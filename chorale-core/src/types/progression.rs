use crate::lookup::lookup;
use crate::types::chord::ResolvedChord;
use crate::types::note::{parse_tonality, Note};
use crate::types::roman_numeral::{DegreeToken, Mode};
use anyhow::Result;
use std::fmt;
use std::ops::Index;

/// Represents a sequence of resolved chords in one key
#[derive(Debug, Clone, PartialEq, Eq)]
pub struct Progression {
    tonic: Note,
    mode: Mode,
    chords: Vec<ResolvedChord>,
}

/// Read-only view handed to rendering and export collaborators
#[derive(Debug, Clone, PartialEq, Eq)]
#[cfg_attr(feature = "serde", derive(serde::Serialize, serde::Deserialize))]
pub struct ProgressionSnapshot {
    pub tonality: String,
    pub mode: Mode,
    pub roman_labels: Vec<String>,
    pub chord_symbols: Vec<String>,
    pub pitch_class_sets: Vec<Vec<String>>,
    pub harmonic_functions: Vec<Vec<String>>,
}

impl Progression {
    /// Create a progression from already resolved chords
    pub fn from_chords(tonic: Note, mode: Mode, chords: Vec<ResolvedChord>) -> Self {
        Progression {
            tonic,
            mode,
            chords,
        }
    }

    /// Resolve every token through the harmonic lookup
    pub fn from_tokens(tokens: &[DegreeToken], tonic: Note, mode: Mode) -> Result<Self> {
        let chords = tokens
            .iter()
            .map(|&token| lookup(token, tonic, mode))
            .collect::<Result<Vec<_>>>()?;
        Ok(Self::from_chords(tonic, mode, chords))
    }

    /// Parse a whitespace or dash separated list of tokens, e.g. "I iii/1 V I"
    pub fn parse(tokens: &str, tonality: &str, mode: Mode) -> Result<Self> {
        let tonic = parse_tonality(tonality)?;
        let tokens = tokens
            .split(|c: char| c.is_whitespace() || c == '-' || c == ',')
            .filter(|t| !t.is_empty())
            .map(str::parse)
            .collect::<Result<Vec<DegreeToken>>>()?;
        Self::from_tokens(&tokens, tonic, mode)
    }

    pub fn tonic(&self) -> Note {
        self.tonic
    }

    pub fn mode(&self) -> Mode {
        self.mode
    }

    /// Get the number of chords in the progression
    pub fn len(&self) -> usize {
        self.chords.len()
    }

    /// Check if the progression is empty
    pub fn is_empty(&self) -> bool {
        self.chords.is_empty()
    }

    /// Get an iterator over the chords in the progression
    pub fn chords(&self) -> impl Iterator<Item = &ResolvedChord> {
        self.chords.iter()
    }

    /// Get a reference to a specific chord by index
    pub fn get(&self, index: usize) -> Option<&ResolvedChord> {
        self.chords.get(index)
    }

    pub fn first(&self) -> Option<&ResolvedChord> {
        self.chords.first()
    }

    pub fn last(&self) -> Option<&ResolvedChord> {
        self.chords.last()
    }

    pub fn tokens(&self) -> Vec<DegreeToken> {
        self.chords.iter().map(|c| c.token()).collect()
    }

    pub fn roman_labels(&self) -> Vec<String> {
        self.chords
            .iter()
            .map(|c| c.roman_label().to_string())
            .collect()
    }

    pub fn chord_symbols(&self) -> Vec<String> {
        self.chords
            .iter()
            .map(|c| c.chord_symbol().to_string())
            .collect()
    }

    /// Count of chords not in root position
    pub fn inversion_count(&self) -> usize {
        self.chords
            .iter()
            .filter(|c| c.inversion().is_inverted())
            .count()
    }

    pub fn snapshot(&self) -> ProgressionSnapshot {
        ProgressionSnapshot {
            tonality: self.tonic.name().to_string(),
            mode: self.mode,
            roman_labels: self.roman_labels(),
            chord_symbols: self.chord_symbols(),
            pitch_class_sets: self
                .chords
                .iter()
                .map(|c| c.pitch_classes().iter().map(|n| n.to_string()).collect())
                .collect(),
            harmonic_functions: self
                .chords
                .iter()
                .map(|c| vec![c.function().abbreviation().to_string()])
                .collect(),
        }
    }
}

impl Index<usize> for Progression {
    type Output = ResolvedChord;

    fn index(&self, index: usize) -> &Self::Output {
        &self.chords[index]
    }
}

impl fmt::Display for Progression {
    fn fmt(&self, f: &mut fmt::Formatter<'_>) -> fmt::Result {
        write!(f, "{}", self.roman_labels().join(" → "))
    }
}
//! Progression and settings commands

use crate::commands::{CommandContext, CommandResult};
use chorale_core::generator::Strategy;
use chorale_core::session::Session;
use chorale_core::types::{Formation, Mode, Note, Progression, Spelling, Voice};
use chorale_core::voice_leading::VoicingAlgorithm;
use chorale_core::{Entry, VoicedProgression};
use colored::*;

/// Most rejections printed by `trace show`
const TRACE_LIMIT: usize = 40;

/// Render a progression with its voicing and any warnings
pub fn render(progression: &Progression, voiced: &VoicedProgression) -> String {
    let symbols: Vec<String> = progression
        .chords()
        .map(|c| format!("{:<6}", c.chord_symbol()))
        .collect();
    let functions: Vec<String> = progression
        .chords()
        .map(|c| format!("{:<6}", c.function().abbreviation()))
        .collect();

    let mut out = format!(
        "{}\n{} {}\n{} {}\n\n{}",
        progression.to_string().bright_cyan().bold(),
        "Chords:   ".green(),
        symbols.join("").trim_end(),
        "Functions:".green(),
        functions.join("").trim_end(),
        voiced
    );
    for warning in voiced.warnings() {
        out.push_str(&format!("\n{} {}", "⚠".yellow(), warning.to_string().yellow()));
    }
    out
}

fn render_entry(entry: &Entry) -> String {
    render(entry.progression(), entry.voiced())
}

/// "[2/5]" style marker for the cursor
fn position(session: &Session) -> String {
    match session.cursor() {
        Some(i) => format!("[{}/{}]", i + 1, session.history().len())
            .dimmed()
            .to_string(),
        None => String::new(),
    }
}

fn with_position(session: &Session, body: String) -> CommandResult {
    CommandResult::Message(format!("{} {}", position(session), body))
}

fn pull_next(ctx: &mut CommandContext) -> CommandResult {
    let body = match ctx.session.next() {
        Ok(Some(entry)) => render_entry(entry),
        Ok(None) => {
            let config = ctx.session.config();
            let reason = if ctx.session.is_truncated() {
                "search stopped on its step budget"
            } else {
                "search exhausted"
            };
            let text = if ctx.session.history().is_empty() {
                format!(
                    "No {}-chord progression in {} {} ({})",
                    config.length, config.tonality, config.generator.mode, reason
                )
            } else {
                format!("No more progressions ({})", reason)
            };
            return CommandResult::Message(text.yellow().to_string());
        }
        Err(e) => return CommandResult::Error(e.to_string()),
    };
    with_position(&ctx.session, body)
}

/// Handle `generate [key] [length]` command
pub fn cmd_generate(args: &str, ctx: &mut CommandContext) -> CommandResult {
    for arg in args.split_whitespace() {
        let applied = match arg.parse::<usize>() {
            Ok(length) => ctx.session.set_length(length),
            Err(_) => ctx.session.set_tonality(arg),
        };
        if let Err(e) = applied {
            return CommandResult::Error(e.to_string());
        }
    }
    if let Err(e) = ctx.session.start() {
        return CommandResult::Error(e.to_string());
    }
    pull_next(ctx)
}

/// Handle `next` command
pub fn cmd_next(_args: &str, ctx: &mut CommandContext) -> CommandResult {
    pull_next(ctx)
}

/// Handle `prev` command
pub fn cmd_prev(_args: &str, ctx: &mut CommandContext) -> CommandResult {
    let body = match ctx.session.previous() {
        Some(entry) => render_entry(entry),
        None => {
            return CommandResult::Message("Already at the first progression".yellow().to_string())
        }
    };
    with_position(&ctx.session, body)
}

/// Handle `show` command
pub fn cmd_show(_args: &str, ctx: &mut CommandContext) -> CommandResult {
    match ctx.session.current() {
        Some(entry) => with_position(&ctx.session, render_entry(entry)),
        None => CommandResult::Error("No progression yet. Try 'generate'".to_string()),
    }
}

/// Handle `regen` command
pub fn cmd_regen(_args: &str, ctx: &mut CommandContext) -> CommandResult {
    match ctx.session.regenerate_voice_leading() {
        Ok(entry) => {
            let body = render_entry(entry);
            with_position(&ctx.session, body)
        }
        Err(e) => CommandResult::Error(e.to_string()),
    }
}

/// Handle `export` command
pub fn cmd_export(_args: &str, ctx: &mut CommandContext) -> CommandResult {
    let Some(entry) = ctx.session.current() else {
        return CommandResult::Error("Nothing to export. Try 'generate'".to_string());
    };
    match serde_json::to_string_pretty(&entry.snapshot()) {
        Ok(json) => CommandResult::Message(json),
        Err(e) => CommandResult::Error(format!("Export failed: {}", e)),
    }
}

/// Handle `trace [on|off]` command
pub fn cmd_trace(args: &str, ctx: &mut CommandContext) -> CommandResult {
    let enabled = match args {
        "" => {
            let state = if ctx.session.config().generator.trace { "on" } else { "off" };
            return CommandResult::Message(format!("Trace is {}", state));
        }
        "on" => true,
        "off" => false,
        _ => return CommandResult::Error("Usage: trace on|off|show".to_string()),
    };
    ctx.session.set_trace(enabled);
    CommandResult::Message(format!(
        "Trace {}. Applies from the next 'generate'",
        if enabled { "on" } else { "off" }
    ))
}

/// Handle `trace show` command
pub fn cmd_trace_show(_args: &str, ctx: &mut CommandContext) -> CommandResult {
    if !ctx.session.config().generator.trace {
        return CommandResult::Error("Trace is off. Use 'trace on' then 'generate'".to_string());
    }
    let rejections = ctx.session.take_rejections();
    if rejections.is_empty() {
        return CommandResult::Message("No rejected candidates recorded".to_string());
    }
    let mut out = format!("{} rejected candidate(s)", rejections.len())
        .yellow()
        .to_string();
    for rejection in rejections.iter().take(TRACE_LIMIT) {
        out.push_str(&format!("\n  {}", rejection));
    }
    if rejections.len() > TRACE_LIMIT {
        out.push_str(&format!("\n  ... {} more", rejections.len() - TRACE_LIMIT));
    }
    CommandResult::Message(out)
}

/// Handle `key [name]` command
pub fn cmd_key(args: &str, ctx: &mut CommandContext) -> CommandResult {
    if args.is_empty() {
        return CommandResult::Message(format!("Key: {}", ctx.session.config().tonality));
    }
    match ctx.session.set_tonality(args) {
        Ok(()) => settings_changed(format!("Key set to {}", ctx.session.config().tonality)),
        Err(e) => CommandResult::Error(e.to_string()),
    }
}

/// Handle `length [n]` command
pub fn cmd_length(args: &str, ctx: &mut CommandContext) -> CommandResult {
    if args.is_empty() {
        return CommandResult::Message(format!("Length: {}", ctx.session.config().length));
    }
    let Ok(length) = args.parse::<usize>() else {
        return CommandResult::Error(format!("Invalid length '{}'", args));
    };
    match ctx.session.set_length(length) {
        Ok(()) => settings_changed(format!("Length set to {}", length)),
        Err(e) => CommandResult::Error(e.to_string()),
    }
}

/// Handle `strategy [tonal|inverted]` command
pub fn cmd_strategy(args: &str, ctx: &mut CommandContext) -> CommandResult {
    if args.is_empty() {
        return CommandResult::Message(format!("Strategy: {}", ctx.session.config().strategy));
    }
    match args.parse::<Strategy>() {
        Ok(strategy) => {
            ctx.session.set_strategy(strategy);
            settings_changed(format!("Strategy set to {}", strategy))
        }
        Err(e) => CommandResult::Error(e.to_string()),
    }
}

/// Handle `mode [major|minor]` command
pub fn cmd_mode(args: &str, ctx: &mut CommandContext) -> CommandResult {
    if args.is_empty() {
        return CommandResult::Message(format!("Mode: {}", ctx.session.config().generator.mode));
    }
    match args.parse::<Mode>() {
        Ok(mode) => {
            ctx.session.set_mode(mode);
            settings_changed(format!("Mode set to {}", mode))
        }
        Err(e) => CommandResult::Error(e.to_string()),
    }
}

fn settings_changed(text: String) -> CommandResult {
    CommandResult::Message(format!(
        "{}. History cleared, run '{}' to search",
        text.bright_green(),
        "generate".cyan()
    ))
}

fn range_name(pitch: i32) -> String {
    Note::from_midi(pitch, Spelling::Sharp).scientific()
}

/// Handle `formation [name]` command
pub fn cmd_formation(args: &str, ctx: &mut CommandContext) -> CommandResult {
    if args.is_empty() {
        let current = &ctx.session.config().formation;
        let mut out = String::from("Formations:");
        for formation in Formation::builtins() {
            let marker = if formation.name == current.name { "*" } else { " " };
            let ranges: Vec<String> = Voice::ALL
                .iter()
                .map(|&v| {
                    let t = formation.tessituras.get(v);
                    format!("{} {}-{}", v, range_name(t.min), range_name(t.max))
                })
                .collect();
            out.push_str(&format!(
                "\n {} {:<15} {}",
                marker,
                formation.name.cyan(),
                ranges.join(", ")
            ));
        }
        return CommandResult::Message(out);
    }

    let formation = match Formation::by_name(args) {
        Ok(f) => f,
        Err(e) => return CommandResult::Error(e.to_string()),
    };
    let name = formation.name.clone();
    match ctx.session.change_formation(formation) {
        Ok(Some(entry)) => {
            let body = render_entry(entry);
            CommandResult::Message(format!(
                "{}\n{}",
                format!("Formation set to {}", name).bright_green(),
                body
            ))
        }
        Ok(None) => CommandResult::Message(
            format!("Formation set to {}", name).bright_green().to_string(),
        ),
        Err(e) => CommandResult::Error(e.to_string()),
    }
}

/// Handle `voicer [greedy|exhaustive]` command
pub fn cmd_voicer(args: &str, ctx: &mut CommandContext) -> CommandResult {
    if args.is_empty() {
        return CommandResult::Message(format!(
            "Voicer: {}",
            ctx.session.config().voicing.algorithm
        ));
    }
    let algorithm = match args.parse::<VoicingAlgorithm>() {
        Ok(a) => a,
        Err(e) => return CommandResult::Error(e.to_string()),
    };
    match ctx.session.set_voicing_algorithm(algorithm) {
        Ok(Some(entry)) => CommandResult::Message(format!(
            "{}\n{}",
            format!("Voicer set to {}", algorithm).bright_green(),
            render_entry(entry)
        )),
        Ok(None) => CommandResult::Message(
            format!("Voicer set to {}", algorithm).bright_green().to_string(),
        ),
        Err(e) => CommandResult::Error(e.to_string()),
    }
}

#[cfg(test)]
mod tests {
    use super::*;
    use chorale_core::session::{SessionConfig, SessionState};

    fn ctx() -> CommandContext {
        CommandContext::new(SessionConfig {
            seed: Some(5),
            ..SessionConfig::default()
        })
    }

    fn message(result: CommandResult) -> String {
        match result {
            CommandResult::Message(msg) => msg,
            other => panic!("expected a message, got {:?}", other),
        }
    }

    #[test]
    fn test_generate_and_navigate() {
        let mut ctx = ctx();
        let first = message(cmd_generate("", &mut ctx));
        assert!(first.contains("iii"));
        assert_eq!(ctx.session.state(), SessionState::HasCurrent);

        let more = message(cmd_next("", &mut ctx));
        assert!(more.contains("No more progressions"));
        assert!(message(cmd_prev("", &mut ctx)).contains("first"));
        assert!(message(cmd_show("", &mut ctx)).contains("soprano"));
    }

    #[test]
    fn test_generate_with_arguments() {
        let mut ctx = ctx();
        message(cmd_generate("G 5", &mut ctx));
        assert_eq!(ctx.session.config().tonality, "G");
        assert_eq!(ctx.session.config().length, 5);
        assert!(matches!(cmd_generate("H", &mut ctx), CommandResult::Error(_)));
    }

    #[test]
    fn test_settings_commands() {
        let mut ctx = ctx();
        assert!(matches!(cmd_key("Q", &mut ctx), CommandResult::Error(_)));
        message(cmd_key("Eb", &mut ctx));
        assert_eq!(ctx.session.config().tonality, "Eb");
        assert!(matches!(cmd_length("x", &mut ctx), CommandResult::Error(_)));
        assert!(matches!(cmd_length("1", &mut ctx), CommandResult::Error(_)));
        message(cmd_strategy("inverted", &mut ctx));
        assert_eq!(ctx.session.config().strategy, Strategy::Inverted);
        message(cmd_mode("minor", &mut ctx));
        assert_eq!(ctx.session.config().generator.mode, Mode::Minor);
        assert!(matches!(cmd_voicer("random", &mut ctx), CommandResult::Error(_)));
        message(cmd_voicer("exhaustive", &mut ctx));
        assert_eq!(ctx.session.config().voicing.algorithm, VoicingAlgorithm::Exhaustive);
    }

    #[test]
    fn test_formation_command() {
        let mut ctx = ctx();
        let listing = message(cmd_formation("", &mut ctx));
        assert!(listing.contains("Piano") && listing.contains("Vocal Quartet"));
        assert!(matches!(cmd_formation("kazoo", &mut ctx), CommandResult::Error(_)));

        message(cmd_generate("", &mut ctx));
        let labels = ctx.session.current().unwrap().progression().roman_labels();
        message(cmd_formation("string quartet", &mut ctx));
        assert_eq!(ctx.session.config().formation, Formation::string_quartet());
        assert_eq!(ctx.session.current().unwrap().progression().roman_labels(), labels);
    }

    #[test]
    fn test_export_is_json() {
        let mut ctx = ctx();
        assert!(matches!(cmd_export("", &mut ctx), CommandResult::Error(_)));
        message(cmd_generate("", &mut ctx));
        let json = message(cmd_export("", &mut ctx));
        let value: serde_json::Value = serde_json::from_str(&json).unwrap();
        assert_eq!(value["progression"]["roman_labels"][0], "I");
        assert_eq!(value["voiced"]["voicings"].as_array().unwrap().len(), 4);
    }

    #[test]
    fn test_trace_commands() {
        let mut ctx = ctx();
        assert!(matches!(cmd_trace_show("", &mut ctx), CommandResult::Error(_)));
        message(cmd_trace("on", &mut ctx));
        message(cmd_generate("", &mut ctx));
        let shown = message(cmd_trace_show("", &mut ctx));
        assert!(shown.contains("no common tone"));
        assert!(matches!(cmd_trace("maybe", &mut ctx), CommandResult::Error(_)));
    }

    #[test]
    fn test_regen_needs_a_progression() {
        let mut ctx = ctx();
        assert!(matches!(cmd_regen("", &mut ctx), CommandResult::Error(_)));
        message(cmd_generate("", &mut ctx));
        assert!(message(cmd_regen("", &mut ctx)).contains("I → iii → V → I"));
    }
}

**WORK REQUEST**. From the records above, print exactly the lines that run from the line with "const TRACE_LIMIT: usize = 40;" to the line with "config.length, config.tonality, config.generator.mode, reason", inclusive.

**YOUR SOLUTION**.
const TRACE_LIMIT: usize = 40;

/// Render a progression with its voicing and any warnings
pub fn render(progression: &Progression, voiced: &VoicedProgression) -> String {
    let symbols: Vec<String> = progression
        .chords()
        .map(|c| format!("{:<6}", c.chord_symbol()))
        .collect();
    let functions: Vec<String> = progression
        .chords()
        .map(|c| format!("{:<6}", c.function().abbreviation()))
        .collect();

    let mut out = format!(
        "{}\n{} {}\n{} {}\n\n{}",
        progression.to_string().bright_cyan().bold(),
        "Chords:   ".green(),
        symbols.join("").trim_end(),
        "Functions:".green(),
        functions.join("").trim_end(),
        voiced
    );
    for warning in voiced.warnings() {
        out.push_str(&format!("\n{} {}", "⚠".yellow(), warning.to_string().yellow()));
    }
    out
}

fn render_entry(entry: &Entry) -> String {
    render(entry.progression(), entry.voiced())
}

/// "[2/5]" style marker for the cursor
fn position(session: &Session) -> String {
    match session.cursor() {
        Some(i) => format!("[{}/{}]", i + 1, session.history().len())
            .dimmed()
            .to_string(),
        None => String::new(),
    }
}

fn with_position(session: &Session, body: String) -> CommandResult {
    CommandResult::Message(format!("{} {}", position(session), body))
}

fn pull_next(ctx: &mut CommandContext) -> CommandResult {
    let body = match ctx.session.next() {
        Ok(Some(entry)) => render_entry(entry),
        Ok(None) => {
            let config = ctx.session.config();
            let reason = if ctx.session.is_truncated() {
                "search stopped on its step budget"
            } else {
                "search exhausted"
            };
            let text = if ctx.session.history().is_empty() {
                format!(
                    "No {}-chord progression in {} {} ({})",
                    config.length, config.tonality, config.generator.mode, reason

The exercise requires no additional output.